> Brief: Copy every line of the data that includes the string "DiagnosticSink".

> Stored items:
□ □ □ □
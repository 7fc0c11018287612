// src/readers/serverlog.rs

//! Scanning a server access log.
//!
//! A server access log line has ten space-delimited, quote-aware fields, e.g.
//!
//! ```text
//! 10.1.2.3 2021-01-01T10:00:02+08:00 GET /e "-" p=42&s=%257B%257D 200 512 "-" "ua-1"
//! ```
//!
//! Of these, the [`ServerLineFormatter`] keeps the address (field 0), the
//! datetime (field 1), the method (field 2), the query data (field 5), the
//! status code (field 6), and the user agent (field 9).
//!
//! [`ServerLineFormatter`]: self::ServerLineFormatter

use crate::common::FPath;
use crate::data::datetime::{datetime_parse_server, dt_pass_filters, DateTimeL, DateTimeLOpt};
use crate::data::querydata::decode_query_data;
use crate::data::rawline::{LineSplitter, RawLine};
use crate::data::record::{ServerRecord, Timestamped};
use crate::printer::diag::DiagnosticSink;
use crate::readers::scanner::{
    FilterChain,
    LineFilter,
    LineFormatter,
    ResultScanRecords,
    ReverseLogScanner,
    ScanBreaker,
    ScanProgress,
};

#[allow(unused_imports)]
use ::si_trace_print::{defn, defo, defx, defñ};

/// Count of fields of a well-formed server access log line.
pub const SERVER_FIELD_COUNT: usize = 10;

const FIELD_ADDRESS: usize = 0;
const FIELD_DATETIME: usize = 1;
const FIELD_METHOD: usize = 2;
const FIELD_DATA: usize = 5;
const FIELD_RETURN_CODE: usize = 6;
const FIELD_USER_AGENT: usize = 9;

// ━━━━━━━━━━━━━━━━━━━━━━━━━━━━━━━━━━━━━━━━━━━━━━━━━━━━━━━━━━━━━━━━━━━━━━━━━━━━━━━━━━━━━━━━━━━━━━━━━
// formatter
// ━━━━━━━━━━━━━━━━━━━━━━━━━━━━━━━━━━━━━━━━━━━━━━━━━━━━━━━━━━━━━━━━━━━━━━━━━━━━━━━━━━━━━━━━━━━━━━━━━

/// Create a [`ServerRecord`] from a split server access log line.
///
/// A line with the wrong count of fields or an unparseable datetime becomes
/// [`ServerRecord::empty`]. A data field that fails to decode leaves
/// `data` as `None`; the other fields are kept.
///
/// [`ServerRecord`]: crate::data::record::ServerRecord
/// [`ServerRecord::empty`]: crate::data::record::ServerRecord#method.empty
#[derive(Clone, Copy, Debug, Default)]
pub struct ServerLineFormatter;

impl LineFormatter for ServerLineFormatter {
    type Record = ServerRecord;

    fn format(
        &self,
        mut fields: RawLine,
    ) -> ServerRecord {
        if fields.len() != SERVER_FIELD_COUNT {
            defñ!("{} fields, expected {}", fields.len(), SERVER_FIELD_COUNT);
            return ServerRecord::empty();
        }
        let datetime: DateTimeLOpt = datetime_parse_server(&fields[FIELD_DATETIME]);
        if datetime.is_none() {
            defñ!("bad datetime {:?}", fields[FIELD_DATETIME]);
            return ServerRecord::empty();
        }
        let data = match decode_query_data(&fields[FIELD_DATA]) {
            Ok(data) => Some(data),
            Err(_err) => {
                defñ!("bad data field: {}", _err);
                None
            }
        };

        ServerRecord {
            address: std::mem::take(&mut fields[FIELD_ADDRESS]),
            datetime,
            method: std::mem::take(&mut fields[FIELD_METHOD]),
            data,
            return_code: std::mem::take(&mut fields[FIELD_RETURN_CODE]),
            user_agent: std::mem::take(&mut fields[FIELD_USER_AGENT]),
        }
    }
}

// ━━━━━━━━━━━━━━━━━━━━━━━━━━━━━━━━━━━━━━━━━━━━━━━━━━━━━━━━━━━━━━━━━━━━━━━━━━━━━━━━━━━━━━━━━━━━━━━━━
// filters
// ━━━━━━━━━━━━━━━━━━━━━━━━━━━━━━━━━━━━━━━━━━━━━━━━━━━━━━━━━━━━━━━━━━━━━━━━━━━━━━━━━━━━━━━━━━━━━━━━━

/// Accept a [`ServerRecord`] of the target session id, and if given, the
/// target user agent.
///
/// [`ServerRecord`]: crate::data::record::ServerRecord
#[derive(Clone, Debug, Eq, PartialEq)]
pub struct ServerSessionFilter {
    session_id: String,
    user_agent: Option<String>,
}

impl ServerSessionFilter {
    pub fn new(
        session_id: &str,
        user_agent: Option<&str>,
    ) -> ServerSessionFilter {
        ServerSessionFilter {
            session_id: session_id.to_string(),
            user_agent: user_agent.map(String::from),
        }
    }
}

impl LineFilter<ServerRecord> for ServerSessionFilter {
    fn accept(
        &self,
        record: &ServerRecord,
    ) -> bool {
        // record has no data
        match &record.data {
            Some(data) if !data.is_empty() => {}
            _ => return false,
        }
        match record.session_id() {
            Some(session_id) if session_id == self.session_id => {}
            _ => return false,
        }
        match &self.user_agent {
            Some(user_agent) => record.user_agent == *user_agent,
            None => true,
        }
    }
}

/// Accept a [`ServerRecord`] whose payload, query data key `s`, equals the
/// expected payload.
///
/// [`ServerRecord`]: crate::data::record::ServerRecord
#[derive(Clone, Debug, Eq, PartialEq)]
pub struct PayloadFilter {
    payload: String,
}

impl PayloadFilter {
    pub fn new(payload: &str) -> PayloadFilter {
        PayloadFilter { payload: payload.to_string() }
    }
}

impl LineFilter<ServerRecord> for PayloadFilter {
    fn accept(
        &self,
        record: &ServerRecord,
    ) -> bool {
        record.payload() == Some(self.payload.as_str())
    }
}

// ━━━━━━━━━━━━━━━━━━━━━━━━━━━━━━━━━━━━━━━━━━━━━━━━━━━━━━━━━━━━━━━━━━━━━━━━━━━━━━━━━━━━━━━━━━━━━━━━━
// breaker
// ━━━━━━━━━━━━━━━━━━━━━━━━━━━━━━━━━━━━━━━━━━━━━━━━━━━━━━━━━━━━━━━━━━━━━━━━━━━━━━━━━━━━━━━━━━━━━━━━━

/// Stop a scan at the first record with a datetime before `start`, or if
/// `end` is given, after `end`. Both bounds are inclusive.
///
/// A record without a datetime never stops the scan. If `end` is before
/// `start` then every record with a datetime stops the scan.
#[derive(Clone, Copy, Debug, Eq, PartialEq)]
pub struct TimeWindowBreaker {
    start: DateTimeL,
    end: DateTimeLOpt,
}

impl TimeWindowBreaker {
    pub const fn new(
        start: DateTimeL,
        end: DateTimeLOpt,
    ) -> TimeWindowBreaker {
        TimeWindowBreaker { start, end }
    }

    /// Is `end` before `start`? No datetime is within such a window.
    pub fn is_reversed(&self) -> bool {
        matches!(self.end, Some(end) if end < self.start)
    }

    pub const fn start(&self) -> DateTimeL {
        self.start
    }

    pub const fn end(&self) -> DateTimeLOpt {
        self.end
    }
}

impl<R: Timestamped> ScanBreaker<R> for TimeWindowBreaker {
    fn should_break(
        &self,
        _progress: ScanProgress,
        record: &R,
    ) -> bool {
        match record.datetime() {
            Some(_dt) if self.is_reversed() => {
                defñ!("reversed window {:?}, break at {:?}", self, _dt);
                true
            }
            Some(dt) => dt_pass_filters(&dt, &Some(self.start), &self.end).is_fail(),
            None => false,
        }
    }
}

// ━━━━━━━━━━━━━━━━━━━━━━━━━━━━━━━━━━━━━━━━━━━━━━━━━━━━━━━━━━━━━━━━━━━━━━━━━━━━━━━━━━━━━━━━━━━━━━━━━
// loader
// ━━━━━━━━━━━━━━━━━━━━━━━━━━━━━━━━━━━━━━━━━━━━━━━━━━━━━━━━━━━━━━━━━━━━━━━━━━━━━━━━━━━━━━━━━━━━━━━━━

/// Find the server access log requests of a session sent at or after a
/// local event.
#[derive(Clone, Debug)]
pub struct ServerLogLoader {
    session_id: String,
    user_agent: Option<String>,
    payload: String,
    send_time: DateTimeL,
    /// Also require the payload to match.
    match_payload: bool,
}

impl ServerLogLoader {
    /// - `session_id` query data key `p` to match
    /// - `user_agent` to match, if given
    /// - `payload` the local event payload
    /// - `send_time` the local event datetime; older requests are not read
    pub fn new(
        session_id: &str,
        user_agent: Option<&str>,
        payload: &str,
        send_time: DateTimeL,
    ) -> ServerLogLoader {
        ServerLogLoader {
            session_id: session_id.to_string(),
            user_agent: user_agent.map(String::from),
            payload: payload.to_string(),
            send_time,
            match_payload: false,
        }
    }

    /// Also filter out requests whose payload differs from the local payload.
    pub fn with_payload_match(
        mut self,
        match_payload: bool,
    ) -> ServerLogLoader {
        self.match_payload = match_payload;
        self
    }

    pub fn payload(&self) -> &str {
        self.payload.as_str()
    }

    pub const fn send_time(&self) -> DateTimeL {
        self.send_time
    }

    /// Matching requests at `path`, newest first.
    pub fn load(
        &self,
        path: &FPath,
        diag: &dyn DiagnosticSink,
    ) -> ResultScanRecords<ServerRecord> {
        defn!("({:?}) {:?}", path, self);
        let scanner = ReverseLogScanner::new(path.clone(), LineSplitter::default(), diag);
        let mut filters: FilterChain<ServerRecord> = FilterChain::new()
            .with(ServerSessionFilter::new(&self.session_id, self.user_agent.as_deref()));
        if self.match_payload {
            filters.push(PayloadFilter::new(&self.payload));
        }
        let breaker = TimeWindowBreaker::new(self.send_time, None);
        let result = scanner.scan(&ServerLineFormatter, &filters, &breaker);
        defx!("{}", result);

        result
    }
}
□ □ □ □
> Solution to this problem:
use crate::printer::diag::DiagnosticSink;
        diag: &dyn DiagnosticSink,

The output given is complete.